Work instructions = Every line containing the word "Finished" is to be copied from the data below.

Given information =
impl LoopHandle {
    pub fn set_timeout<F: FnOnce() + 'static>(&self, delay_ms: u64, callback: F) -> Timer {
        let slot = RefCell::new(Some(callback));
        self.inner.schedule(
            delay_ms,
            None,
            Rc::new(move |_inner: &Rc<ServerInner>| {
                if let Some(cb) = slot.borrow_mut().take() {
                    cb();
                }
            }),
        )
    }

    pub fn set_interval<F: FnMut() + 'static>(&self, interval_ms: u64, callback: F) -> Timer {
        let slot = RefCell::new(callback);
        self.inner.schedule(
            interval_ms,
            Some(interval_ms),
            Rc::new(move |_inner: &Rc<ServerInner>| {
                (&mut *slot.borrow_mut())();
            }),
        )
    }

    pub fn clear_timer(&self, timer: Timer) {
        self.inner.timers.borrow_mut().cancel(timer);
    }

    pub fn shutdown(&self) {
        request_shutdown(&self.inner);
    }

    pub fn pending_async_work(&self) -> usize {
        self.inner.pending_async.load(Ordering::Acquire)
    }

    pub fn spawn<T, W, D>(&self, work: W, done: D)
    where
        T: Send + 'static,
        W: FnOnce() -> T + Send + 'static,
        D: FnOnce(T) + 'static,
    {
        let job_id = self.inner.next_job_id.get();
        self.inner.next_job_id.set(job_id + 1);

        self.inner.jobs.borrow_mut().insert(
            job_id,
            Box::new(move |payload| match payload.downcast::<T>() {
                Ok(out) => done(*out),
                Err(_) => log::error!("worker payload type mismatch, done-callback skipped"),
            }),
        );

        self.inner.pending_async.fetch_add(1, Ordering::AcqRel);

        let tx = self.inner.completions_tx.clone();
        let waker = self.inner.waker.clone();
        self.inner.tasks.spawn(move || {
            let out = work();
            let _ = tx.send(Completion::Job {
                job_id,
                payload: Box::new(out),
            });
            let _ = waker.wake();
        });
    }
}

---

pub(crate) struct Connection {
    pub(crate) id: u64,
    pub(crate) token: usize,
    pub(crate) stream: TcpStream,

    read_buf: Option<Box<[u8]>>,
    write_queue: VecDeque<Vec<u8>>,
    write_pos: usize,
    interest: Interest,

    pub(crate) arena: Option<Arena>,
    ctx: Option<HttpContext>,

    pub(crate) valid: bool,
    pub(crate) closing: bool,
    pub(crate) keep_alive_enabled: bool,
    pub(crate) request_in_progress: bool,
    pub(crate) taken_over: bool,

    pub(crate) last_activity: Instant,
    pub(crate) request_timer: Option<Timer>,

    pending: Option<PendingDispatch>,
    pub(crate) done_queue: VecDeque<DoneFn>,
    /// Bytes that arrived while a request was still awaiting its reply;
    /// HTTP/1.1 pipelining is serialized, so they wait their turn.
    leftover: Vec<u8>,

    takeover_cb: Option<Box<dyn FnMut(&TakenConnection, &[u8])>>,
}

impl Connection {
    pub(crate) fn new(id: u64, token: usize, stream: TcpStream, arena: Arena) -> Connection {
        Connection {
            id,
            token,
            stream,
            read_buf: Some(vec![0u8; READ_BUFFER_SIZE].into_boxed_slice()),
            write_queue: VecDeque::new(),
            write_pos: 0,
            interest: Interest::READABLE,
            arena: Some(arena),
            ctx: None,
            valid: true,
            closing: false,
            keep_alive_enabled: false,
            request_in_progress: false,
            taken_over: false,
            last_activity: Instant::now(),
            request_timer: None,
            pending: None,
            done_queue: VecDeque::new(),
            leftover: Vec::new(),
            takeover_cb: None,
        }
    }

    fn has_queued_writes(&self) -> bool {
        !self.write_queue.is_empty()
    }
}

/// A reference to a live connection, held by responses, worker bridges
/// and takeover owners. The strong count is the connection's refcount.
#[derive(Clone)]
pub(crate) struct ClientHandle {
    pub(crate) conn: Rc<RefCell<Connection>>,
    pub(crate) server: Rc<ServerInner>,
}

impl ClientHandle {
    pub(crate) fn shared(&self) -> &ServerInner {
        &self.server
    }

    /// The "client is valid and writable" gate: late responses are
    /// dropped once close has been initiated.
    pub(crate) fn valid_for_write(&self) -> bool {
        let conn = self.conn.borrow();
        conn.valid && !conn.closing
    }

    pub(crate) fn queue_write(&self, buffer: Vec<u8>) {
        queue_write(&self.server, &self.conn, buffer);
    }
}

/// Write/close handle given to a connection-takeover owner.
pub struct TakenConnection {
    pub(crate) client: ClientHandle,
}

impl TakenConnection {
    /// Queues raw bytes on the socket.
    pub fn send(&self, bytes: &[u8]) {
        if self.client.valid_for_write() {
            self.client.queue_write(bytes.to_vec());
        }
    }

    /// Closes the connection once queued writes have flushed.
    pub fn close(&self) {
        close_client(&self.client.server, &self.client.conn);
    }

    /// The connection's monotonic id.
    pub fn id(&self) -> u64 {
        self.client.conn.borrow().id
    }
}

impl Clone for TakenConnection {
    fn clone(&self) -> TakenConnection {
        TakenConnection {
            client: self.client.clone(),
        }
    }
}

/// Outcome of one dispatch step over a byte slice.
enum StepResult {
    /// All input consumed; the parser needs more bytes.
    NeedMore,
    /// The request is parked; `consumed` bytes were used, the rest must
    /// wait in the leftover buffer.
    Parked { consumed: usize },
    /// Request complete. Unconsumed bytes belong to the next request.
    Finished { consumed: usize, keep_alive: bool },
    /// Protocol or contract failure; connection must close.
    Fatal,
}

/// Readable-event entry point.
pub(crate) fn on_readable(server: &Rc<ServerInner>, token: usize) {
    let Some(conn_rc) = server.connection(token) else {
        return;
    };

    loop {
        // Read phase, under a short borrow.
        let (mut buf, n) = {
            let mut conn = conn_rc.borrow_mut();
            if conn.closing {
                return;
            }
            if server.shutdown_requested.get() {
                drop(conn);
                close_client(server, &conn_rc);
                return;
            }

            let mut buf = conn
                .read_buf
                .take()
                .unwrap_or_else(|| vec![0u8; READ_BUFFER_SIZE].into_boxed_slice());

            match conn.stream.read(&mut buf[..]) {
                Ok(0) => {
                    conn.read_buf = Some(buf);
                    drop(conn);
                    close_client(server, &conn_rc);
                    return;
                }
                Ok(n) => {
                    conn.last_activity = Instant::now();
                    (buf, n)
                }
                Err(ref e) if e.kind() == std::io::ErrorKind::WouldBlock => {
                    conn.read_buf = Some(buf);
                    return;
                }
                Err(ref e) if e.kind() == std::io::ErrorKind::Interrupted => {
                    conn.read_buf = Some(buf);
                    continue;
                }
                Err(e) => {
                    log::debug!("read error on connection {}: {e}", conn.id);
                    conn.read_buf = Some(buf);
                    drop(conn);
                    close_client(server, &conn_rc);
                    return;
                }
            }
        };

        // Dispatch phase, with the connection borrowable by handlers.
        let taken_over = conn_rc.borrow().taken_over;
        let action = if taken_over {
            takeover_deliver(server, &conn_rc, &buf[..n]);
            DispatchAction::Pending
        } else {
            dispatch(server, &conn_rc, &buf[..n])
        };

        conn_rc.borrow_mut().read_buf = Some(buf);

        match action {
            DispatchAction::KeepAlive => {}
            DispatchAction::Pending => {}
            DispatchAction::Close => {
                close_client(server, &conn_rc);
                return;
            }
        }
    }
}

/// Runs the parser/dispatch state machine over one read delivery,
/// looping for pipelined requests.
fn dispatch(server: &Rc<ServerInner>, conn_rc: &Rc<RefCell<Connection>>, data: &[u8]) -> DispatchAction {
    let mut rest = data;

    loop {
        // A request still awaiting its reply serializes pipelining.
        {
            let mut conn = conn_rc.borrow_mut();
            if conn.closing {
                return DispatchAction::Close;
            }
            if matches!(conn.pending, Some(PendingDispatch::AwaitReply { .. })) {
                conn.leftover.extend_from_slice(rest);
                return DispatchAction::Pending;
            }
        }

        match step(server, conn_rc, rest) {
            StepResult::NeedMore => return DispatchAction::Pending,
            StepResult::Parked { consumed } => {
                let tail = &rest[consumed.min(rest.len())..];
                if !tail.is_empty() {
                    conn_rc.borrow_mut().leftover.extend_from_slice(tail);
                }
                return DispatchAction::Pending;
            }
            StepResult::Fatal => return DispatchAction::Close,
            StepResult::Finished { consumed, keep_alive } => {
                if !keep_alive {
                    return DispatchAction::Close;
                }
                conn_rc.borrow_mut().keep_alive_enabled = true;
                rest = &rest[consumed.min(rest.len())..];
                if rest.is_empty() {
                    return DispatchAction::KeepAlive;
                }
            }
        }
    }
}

Response to this exercise =
    Finished { consumed: usize, keep_alive: bool },
            StepResult::Finished { consumed, keep_alive } => {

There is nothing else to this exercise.